Waiting to be converted — 11 Comments

  1. I know how the poor mutt feels.  Next time you vacuum, put the poor mutt outside.  If you ever vacuum, that is.

  2. Put you outside. ‘Course, would probably have to scientificaly prove beyond any doubt that it actually was ‘outside’ and not ‘inside’ first.
    Oh well, got some work to do for once.

  3. Spice up the experience by leaving a window down a bit. In the back. So you have to scramble back t sort it out. Make sure the car has electric windows, so you can’t shut it easily. On of my little friends treated me to this thrill recently. Oh, it was deadly.
    You could borrow a friend’s car to try it in first.

  4. Interesting, what effects different things have on different people ..
    When my kids were little, they used to love sitting, belted-up  in the back of the car, whilst we went through the car wash ..  They thought the whole thing was done specially for their entertainment ..
    My own particular “bete-noir” is dogs .. I was badly bitten as a child & have retained a fear of them ever since .. Believe me, it took a massive amount of will power to board & travel in the rear of a Helicopter, with a sodding, great, slobbering “furry exocet” lying at my feet ..

  5. Blackwatertown – Not a bad idea.  I could drill a couple of holes in the floor [or just remove the chewing gun from the rust holes] for drainage and I ncould wash the inside of the car too?

    Haddock – I understand peoples fear of dogs.  I was attacked by an Alsation as a kid, and God knows how it didn’t scar me for life.  On the contrary, I couldn’t imagine life without one now.  Sandy has to go everywhere with me.  Except the swimming pool.  Actually, I don’t go near swimming pools, so that’s OK.

  6. Wot, you’ve washed your car to come down to West Cork! Gawd you’ll look posh in these parts!
    Ah, two days of pot-holes and cowshit and it’ll be just  like a tractor again in no time!

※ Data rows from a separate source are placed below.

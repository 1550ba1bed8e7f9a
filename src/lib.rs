#![doc = include_str!("../README.md")]
//!
//! # Core Components
//!
//! - [`TokenBucket`] - The token bucket with pluggable storage and clock
//! - [`Limit`] - Capacity and refill schedule
//! - [`Clock`] trait and implementations for time sources
//! - Storage implementations for different concurrency needs
//!
//! # Quick Start
//!
//! ```rust
//! use std::sync::Arc;
//!
//! use tokenwell::{Limit, ManualClock, TokenBucket};
//!
//! // 20 tokens, 5 more every 1000ms
//! let limit = Limit::new(20, 5, 1000).unwrap();
//! let clock = Arc::new(ManualClock::new(0));
//! let bucket = TokenBucket::with_clock(limit, Arc::clone(&clock));
//!
//! for _ in 0..20 {
//!     assert!(bucket.is_request_allowed(1));
//! }
//! assert!(!bucket.is_request_allowed(1));
//!
//! clock.advance(2000);
//! assert!(bucket.is_request_allowed(1));
//! ```

mod bucket;
mod clock;
mod error;
mod limit;
mod storage;

pub use bucket::TokenBucket;
#[cfg(feature = "tokio")]
pub use clock::TokioClock;
pub use clock::{Clock, ManualClock, StdClock};
#[cfg(feature = "quanta")]
pub use clock::{FastClock, QuantaClock};
pub use error::*;
pub use limit::Limit;

pub use storage::{
    BucketState, StateStorage, local::LocalStorage, mutex::SharedStorage, mutex::SyncStorage,
};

  7. Mick – I like to show up the natives.  Doubtless by the time I cross the border into Cork it will be covered in its usual layers of dead flies, blood, cowshit and other detritus.  Anyway, Herself wanted it washed.

  8. I don’t drive so don’t have this experience from a driver’s point of view, but do remember it as a passenger and that’s bad enough. Horrible! I’m with you on this one…

  9. Hate them nasty washes too. Which is why I wait untill the July Monsoons to wash the motor. A quick squirt of Lidl washing-up gunge along the top and sides just as the rains begin. It’s all energy-friendly too – which negates all your carbon guilt for having a car in the first place.

  10. There’s also the risk of the shaggydogs sticking and blocking the doors and trapping you in there for ever and ever… or until the bloke behind you gets pissed off waiting.